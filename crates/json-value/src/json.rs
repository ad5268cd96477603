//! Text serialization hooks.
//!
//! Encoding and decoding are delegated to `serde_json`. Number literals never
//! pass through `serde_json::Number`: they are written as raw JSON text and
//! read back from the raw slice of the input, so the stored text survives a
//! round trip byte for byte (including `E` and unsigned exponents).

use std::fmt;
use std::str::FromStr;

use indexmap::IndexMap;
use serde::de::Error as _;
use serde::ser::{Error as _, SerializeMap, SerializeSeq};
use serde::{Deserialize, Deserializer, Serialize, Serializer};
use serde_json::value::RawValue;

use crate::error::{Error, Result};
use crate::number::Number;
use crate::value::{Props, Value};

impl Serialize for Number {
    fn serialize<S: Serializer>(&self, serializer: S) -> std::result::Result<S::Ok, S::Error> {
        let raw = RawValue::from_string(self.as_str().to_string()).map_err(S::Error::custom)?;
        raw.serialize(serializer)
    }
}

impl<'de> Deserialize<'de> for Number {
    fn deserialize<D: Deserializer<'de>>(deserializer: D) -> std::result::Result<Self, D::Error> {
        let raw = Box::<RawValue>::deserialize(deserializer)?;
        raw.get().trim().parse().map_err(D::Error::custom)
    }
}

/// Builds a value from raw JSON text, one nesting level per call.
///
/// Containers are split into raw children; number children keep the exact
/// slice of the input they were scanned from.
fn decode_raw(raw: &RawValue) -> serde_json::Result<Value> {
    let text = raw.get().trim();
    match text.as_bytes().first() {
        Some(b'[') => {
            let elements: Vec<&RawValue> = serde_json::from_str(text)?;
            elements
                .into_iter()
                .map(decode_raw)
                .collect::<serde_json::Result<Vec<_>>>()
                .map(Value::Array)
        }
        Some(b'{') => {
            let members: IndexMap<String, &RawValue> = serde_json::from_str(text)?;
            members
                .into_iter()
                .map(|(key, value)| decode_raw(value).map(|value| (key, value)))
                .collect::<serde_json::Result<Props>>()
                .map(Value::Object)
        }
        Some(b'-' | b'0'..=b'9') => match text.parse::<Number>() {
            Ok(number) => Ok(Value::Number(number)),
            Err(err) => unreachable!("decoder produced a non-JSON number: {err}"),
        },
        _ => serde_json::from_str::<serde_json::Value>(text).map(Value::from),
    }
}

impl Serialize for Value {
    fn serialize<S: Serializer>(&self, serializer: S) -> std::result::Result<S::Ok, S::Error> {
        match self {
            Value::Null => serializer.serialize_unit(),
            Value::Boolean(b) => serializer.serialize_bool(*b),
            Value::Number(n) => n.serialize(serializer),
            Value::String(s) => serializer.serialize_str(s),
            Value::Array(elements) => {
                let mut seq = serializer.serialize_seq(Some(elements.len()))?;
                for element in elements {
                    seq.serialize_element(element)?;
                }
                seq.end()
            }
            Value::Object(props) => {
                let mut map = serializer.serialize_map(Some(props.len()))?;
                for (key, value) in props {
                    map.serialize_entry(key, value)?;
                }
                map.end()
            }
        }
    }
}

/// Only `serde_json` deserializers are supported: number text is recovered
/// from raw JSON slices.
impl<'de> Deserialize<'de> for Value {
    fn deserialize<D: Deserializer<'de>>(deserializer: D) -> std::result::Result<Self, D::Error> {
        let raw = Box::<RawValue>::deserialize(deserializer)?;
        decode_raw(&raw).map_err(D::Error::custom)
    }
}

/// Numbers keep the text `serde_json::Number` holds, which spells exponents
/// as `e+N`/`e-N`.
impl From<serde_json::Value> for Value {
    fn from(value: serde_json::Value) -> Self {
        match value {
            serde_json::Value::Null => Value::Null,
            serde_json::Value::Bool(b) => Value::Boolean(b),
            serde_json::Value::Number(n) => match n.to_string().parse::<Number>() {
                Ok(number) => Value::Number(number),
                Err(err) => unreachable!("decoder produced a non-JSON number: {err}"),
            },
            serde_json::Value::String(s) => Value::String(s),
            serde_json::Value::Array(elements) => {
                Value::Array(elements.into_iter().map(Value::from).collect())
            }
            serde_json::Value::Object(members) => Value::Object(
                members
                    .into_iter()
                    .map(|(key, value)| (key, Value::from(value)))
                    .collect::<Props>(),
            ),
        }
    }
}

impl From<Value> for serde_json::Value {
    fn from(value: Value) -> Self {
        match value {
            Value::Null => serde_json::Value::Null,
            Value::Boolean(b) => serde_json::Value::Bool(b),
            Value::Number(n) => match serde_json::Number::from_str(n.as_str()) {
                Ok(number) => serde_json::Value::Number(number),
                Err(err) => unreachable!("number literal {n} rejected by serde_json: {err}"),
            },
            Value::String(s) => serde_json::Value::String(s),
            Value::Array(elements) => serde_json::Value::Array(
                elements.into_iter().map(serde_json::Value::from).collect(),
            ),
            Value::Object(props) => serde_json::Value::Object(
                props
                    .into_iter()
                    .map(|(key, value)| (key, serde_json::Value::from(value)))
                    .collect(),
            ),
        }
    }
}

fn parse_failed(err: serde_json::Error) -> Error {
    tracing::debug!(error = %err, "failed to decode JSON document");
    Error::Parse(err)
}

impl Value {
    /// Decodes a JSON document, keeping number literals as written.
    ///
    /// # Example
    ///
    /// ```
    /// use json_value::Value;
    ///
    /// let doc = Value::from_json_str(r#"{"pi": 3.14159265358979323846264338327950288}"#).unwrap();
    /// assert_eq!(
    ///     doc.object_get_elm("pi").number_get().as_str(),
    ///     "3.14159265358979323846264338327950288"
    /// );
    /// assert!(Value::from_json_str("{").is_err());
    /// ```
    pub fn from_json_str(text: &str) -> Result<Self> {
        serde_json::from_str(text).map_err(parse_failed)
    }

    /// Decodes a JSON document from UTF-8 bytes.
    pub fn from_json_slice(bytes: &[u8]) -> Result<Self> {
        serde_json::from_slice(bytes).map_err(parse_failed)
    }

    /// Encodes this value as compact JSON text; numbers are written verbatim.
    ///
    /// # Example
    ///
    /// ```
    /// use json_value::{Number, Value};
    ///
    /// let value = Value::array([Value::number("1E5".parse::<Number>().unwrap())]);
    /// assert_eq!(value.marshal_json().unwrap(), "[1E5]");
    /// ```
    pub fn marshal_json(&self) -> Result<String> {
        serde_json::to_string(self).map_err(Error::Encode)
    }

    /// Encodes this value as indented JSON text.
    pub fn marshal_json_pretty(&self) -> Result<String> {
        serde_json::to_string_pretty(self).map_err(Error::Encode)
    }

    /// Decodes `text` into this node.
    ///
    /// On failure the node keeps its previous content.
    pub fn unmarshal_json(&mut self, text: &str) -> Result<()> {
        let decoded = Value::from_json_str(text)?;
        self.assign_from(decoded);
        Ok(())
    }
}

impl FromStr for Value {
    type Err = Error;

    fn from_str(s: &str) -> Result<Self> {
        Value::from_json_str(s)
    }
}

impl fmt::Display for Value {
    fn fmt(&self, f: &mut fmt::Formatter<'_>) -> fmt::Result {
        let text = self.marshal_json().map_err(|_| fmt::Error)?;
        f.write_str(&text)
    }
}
--
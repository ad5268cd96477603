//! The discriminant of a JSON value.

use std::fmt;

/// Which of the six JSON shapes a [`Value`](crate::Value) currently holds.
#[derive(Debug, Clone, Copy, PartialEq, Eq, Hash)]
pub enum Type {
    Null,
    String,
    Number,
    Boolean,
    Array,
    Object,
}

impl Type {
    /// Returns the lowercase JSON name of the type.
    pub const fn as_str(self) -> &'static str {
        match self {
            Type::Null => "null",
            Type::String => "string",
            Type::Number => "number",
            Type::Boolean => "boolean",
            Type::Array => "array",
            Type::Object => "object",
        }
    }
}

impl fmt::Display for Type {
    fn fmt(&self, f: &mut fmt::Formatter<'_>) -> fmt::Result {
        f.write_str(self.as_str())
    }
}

#### [Work request]
Every line above from the line with "pub fn marshal_json_pretty(&self)" to the line with "f.write_str(&text)" is wanted, ends included; write them out exactly and add no other line.

#### [Exercise output]
    pub fn marshal_json_pretty(&self) -> Result<String> {
        serde_json::to_string_pretty(self).map_err(Error::Encode)
    }

    /// Decodes `text` into this node.
    ///
    /// On failure the node keeps its previous content.
    pub fn unmarshal_json(&mut self, text: &str) -> Result<()> {
        let decoded = Value::from_json_str(text)?;
        self.assign_from(decoded);
        Ok(())
    }
}

impl FromStr for Value {
    type Err = Error;

    fn from_str(s: &str) -> Result<Self> {
        Value::from_json_str(s)
    }
}

impl fmt::Display for Value {
    fn fmt(&self, f: &mut fmt::Formatter<'_>) -> fmt::Result {
        let text = self.marshal_json().map_err(|_| fmt::Error)?;
        f.write_str(&text)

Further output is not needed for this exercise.